Thank you for reaching out. I’m Suzanne. I have worked with Slingshot & been an activist over the years. I have also been a teacher & am currently an educator at a museum in Oakland. I live with several of the Slingshot regulars & when they were talking about how to respond to you I was there. We all were grateful for your letter, & for me, having worked with young people for 20 years, I knew I had some things to say to you. Some will be easier than others to hear.
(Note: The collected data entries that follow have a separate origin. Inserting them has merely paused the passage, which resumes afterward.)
//! Minimal mutable XML tree over quick-xml
//!
//! Parsing and serialization go through quick-xml events; in between, the
//! markup lives in an arena shared by every [`Element`] handle.

mod namespace;
mod reader;
mod tree;
mod writer;

pub use namespace::*;
pub use reader::{parse_xml, parse_xml_with};
pub use tree::{Element, XmlTree};

/// Options for [`parse_xml_with`]
#[derive(Clone, Debug)]
pub struct ParseOptions {
    /// Drop whitespace-only text between elements (indentation).
    /// Text inside leaf elements such as `a:t` is never touched.
    pub strip_blank_text: bool,
}

impl Default for ParseOptions {
    fn default() -> Self {
        Self {
            strip_blank_text: true,
        }
    }
}

/// Options for [`Element::to_xml_with`]
#[derive(Clone, Debug, Default)]
pub struct SerializeOptions {
    /// Indent nested elements by this many spaces; `None` writes compact markup
    pub indent: Option<usize>,
    /// Emit a standalone XML declaration first
    pub declaration: bool,
}

impl SerializeOptions {
    /// Options used when writing a package part
    pub fn part() -> Self {
        Self {
            indent: None,
            declaration: true,
        }
    }
}

#[cfg(test)]
mod tests {
    use super::*;

    #[test]
    fn test_default_options() {
        assert!(ParseOptions::default().strip_blank_text);
        let options = SerializeOptions::default();
        assert!(options.indent.is_none());
        assert!(!options.declaration);
        assert!(SerializeOptions::part().declaration);
    }

    #[test]
    fn test_namespace_constants() {
        assert!(A.contains("drawingml"));
        assert!(P.contains("presentationml"));
    }
}
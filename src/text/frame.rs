//! Text body of a shape (p:txBody)

use crate::enums::{AutoSize, StandardMapping, VerticalAnchor, WireMapping};
use crate::oxml::sequence::{ChildRule, ChoiceRule, A_NORM_AUTOFIT, A_NO_AUTOFIT, A_SP_AUTO_FIT};
use crate::oxml::{attr_or, set_attr_or_remove, set_tri_state_attr, tri_state_attr, TriState, TriStateCodec};
use crate::text::Paragraph;
use crate::util::Length;
use crate::xml::Element;

const DEFAULT_LEFT_INSET: Length = Length::emu(91_440);
const DEFAULT_TOP_INSET: Length = Length::emu(45_720);
const DEFAULT_RIGHT_INSET: Length = Length::emu(91_440);
const DEFAULT_BOTTOM_INSET: Length = Length::emu(45_720);

/// The text container of a shape: body properties plus paragraphs.
///
/// Body properties (`a:bodyPr`) are read without being created. Any setter
/// creates `a:bodyPr` as the first child of the text body if it is missing.
#[derive(Clone, Debug, PartialEq)]
pub struct TextFrame {
    tx_body: Element,
}

impl TextFrame {
    /// Wrap a `p:txBody` (or `a:txBody`) element
    pub fn new(tx_body: Element) -> Self {
        Self { tx_body }
    }

    /// The backing element
    pub fn element(&self) -> &Element {
        &self.tx_body
    }

    fn body_properties(&self) -> Option<Element> {
        ChildRule::BODY_PROPERTIES.find(&self.tx_body)
    }

    fn body_properties_or_create(&self) -> Element {
        ChildRule::BODY_PROPERTIES.get_or_add(&self.tx_body)
    }

    /// Paragraphs in document order
    pub fn paragraphs(&self) -> Vec<Paragraph> {
        ChildRule::PARAGRAPH
            .find_all(&self.tx_body)
            .into_iter()
            .map(Paragraph::new)
            .collect()
    }

    /// Append an empty paragraph
    pub fn add_paragraph(&self) -> Paragraph {
        Paragraph::new(ChildRule::PARAGRAPH.add(&self.tx_body))
    }

    /// Paragraph texts separated by `\n`
    pub fn text(&self) -> String {
        self.paragraphs()
            .iter()
            .map(Paragraph::text)
            .collect::<Vec<_>>()
            .join("\n")
    }

    /// Reduce the frame to a single paragraph holding `text`
    pub fn set_text(&self, text: &str) {
        self.clear().set_text(text);
    }

    /// Remove all text, leaving exactly one empty paragraph.
    ///
    /// The surviving paragraph is the first one, so its `a:pPr` is kept.
    pub fn clear(&self) -> Paragraph {
        let mut paragraphs = self.paragraphs().into_iter();
        let first = match paragraphs.next() {
            Some(first) => first,
            None => return self.add_paragraph(),
        };
        let mut removed = 0;
        for p in paragraphs {
            if self.tx_body.remove(p.element()) {
                removed += 1;
            }
        }
        log::trace!("cleared text frame, dropped {} paragraph(s)", removed);
        first.clear();
        first
    }

    /// Vertical anchor, `None` when inherited
    pub fn vertical_anchor(&self) -> Option<VerticalAnchor> {
        self.vertical_anchor_with(&StandardMapping)
    }

    /// Vertical anchor decoded through `mapping`
    pub fn vertical_anchor_with<M>(&self, mapping: &M) -> Option<VerticalAnchor>
    where
        M: WireMapping<VerticalAnchor> + ?Sized,
    {
        let anchor = self.body_properties()?.attribute("anchor")?;
        let value = mapping.from_wire(&anchor);
        if value.is_none() {
            log::warn!("unknown vertical anchor '{}'", anchor);
        }
        value
    }

    /// Set or clear (`None`) the vertical anchor
    pub fn set_vertical_anchor(&self, anchor: Option<VerticalAnchor>) {
        self.set_vertical_anchor_with(anchor, &StandardMapping);
    }

    /// Set or clear the vertical anchor, encoded through `mapping`
    pub fn set_vertical_anchor_with<M>(&self, anchor: Option<VerticalAnchor>, mapping: &M)
    where
        M: WireMapping<VerticalAnchor> + ?Sized,
    {
        let body_pr = self.body_properties_or_create();
        match anchor {
            Some(anchor) => body_pr.set_attribute("anchor", mapping.to_wire(anchor)),
            None => {
                body_pr.remove_attribute("anchor");
            }
        }
    }

    /// `On` wraps at the frame edge (`square`), `Off` never wraps (`none`)
    pub fn word_wrap(&self) -> TriState {
        tri_state_attr(self.body_properties().as_ref(), "wrap", &TriStateCodec::WRAP)
    }

    pub fn set_word_wrap(&self, value: impl Into<TriState>) {
        let body_pr = self.body_properties_or_create();
        set_tri_state_attr(&body_pr, "wrap", value.into(), &TriStateCodec::WRAP);
    }

    fn inset(&self, name: &str, default: Length) -> Length {
        attr_or(self.body_properties().as_ref(), name, default)
    }

    fn set_inset(&self, name: &str, value: Length, default: Length) {
        set_attr_or_remove(&self.body_properties_or_create(), name, value, default);
    }

    /// Left inset, 0.1" by default
    pub fn margin_left(&self) -> Length {
        self.inset("lIns", DEFAULT_LEFT_INSET)
    }

    pub fn set_margin_left(&self, value: Length) {
        self.set_inset("lIns", value, DEFAULT_LEFT_INSET);
    }

    /// Top inset, 0.05" by default
    pub fn margin_top(&self) -> Length {
        self.inset("tIns", DEFAULT_TOP_INSET)
    }

    pub fn set_margin_top(&self, value: Length) {
        self.set_inset("tIns", value, DEFAULT_TOP_INSET);
    }

    pub fn margin_right(&self) -> Length {
        self.inset("rIns", DEFAULT_RIGHT_INSET)
    }

    pub fn set_margin_right(&self, value: Length) {
        self.set_inset("rIns", value, DEFAULT_RIGHT_INSET);
    }

    pub fn margin_bottom(&self) -> Length {
        self.inset("bIns", DEFAULT_BOTTOM_INSET)
    }

    pub fn set_margin_bottom(&self, value: Length) {
        self.set_inset("bIns", value, DEFAULT_BOTTOM_INSET);
    }

    /// Auto-fit behaviour, `None` when no choice is present
    pub fn auto_size(&self) -> Option<AutoSize> {
        let choice = ChoiceRule::AUTOFIT.find(&self.body_properties()?)?;
        if choice.is(&A_NO_AUTOFIT) {
            Some(AutoSize::None)
        } else if choice.is(&A_SP_AUTO_FIT) {
            Some(AutoSize::ShapeToFitText)
        } else {
            Some(AutoSize::TextToFitShape)
        }
    }

    /// Replace the auto-fit choice; `None` removes it
    pub fn set_auto_size(&self, value: Option<AutoSize>) {
        let body_pr = self.body_properties_or_create();
        let tag = match value {
            Some(AutoSize::None) => A_NO_AUTOFIT,
            Some(AutoSize::ShapeToFitText) => A_SP_AUTO_FIT,
            Some(AutoSize::TextToFitShape) => A_NORM_AUTOFIT,
            None => {
                ChoiceRule::AUTOFIT.remove(&body_pr);
                return;
            }
        };
        ChoiceRule::AUTOFIT.replace(&body_pr, &tag);
    }
}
First off, the things you are all facing in your school are emotional, deep, personal AND so connected to the big picture mess of this country. You can’t do it alone. Organizing those that care could help. Taking some inspiration from the folks in Madison, standing up is ‘preferable’ to silence, but it is a lot of hard work, there are no guarantees. That said, the work, the process, your voices matter so much, regardless of outcome. I want to say that to be honest. That you all can step up with courage & conviction, acting as if you will certainly win the fight, & walk the razors edge knowing that you may not get the outcome you set out for.
Can you get people together and see what your numerous talents & willingness/time is like? See what tactics people are ‘comfortable’ with or willing to do … letters, petitions, phone blitz, office take over, flooding open comment periods at meetings of the school board or city council, there are tons of possibilities. There may be folks in your community that have done this before. If you need some more help, you can call me.
All that said, win or lose, whatever you do to reach out and celebrate your teachers, telling them how much they have mattered to you will mean so much to them. They are strong people, teachers have to be. They will be knocked down by this, but we don’t know what happens next, some great opportunity could. We don’t know but we can believe in them & support them … letters for them, a party, a surprise. I know it will help them to feel strong as they struggle with their next steps.
This life of seeing how hard things can be & actually caring is heavy at times, we have to pace ourselves. It is really important to trust others to take care of themselves while we help, step up with courage & our values about the world we want to live in.
You matter Alejandro, already in your young life you have done beautiful things. I hope this helps somehow to know that folks at Slingshot care, tell us what happens.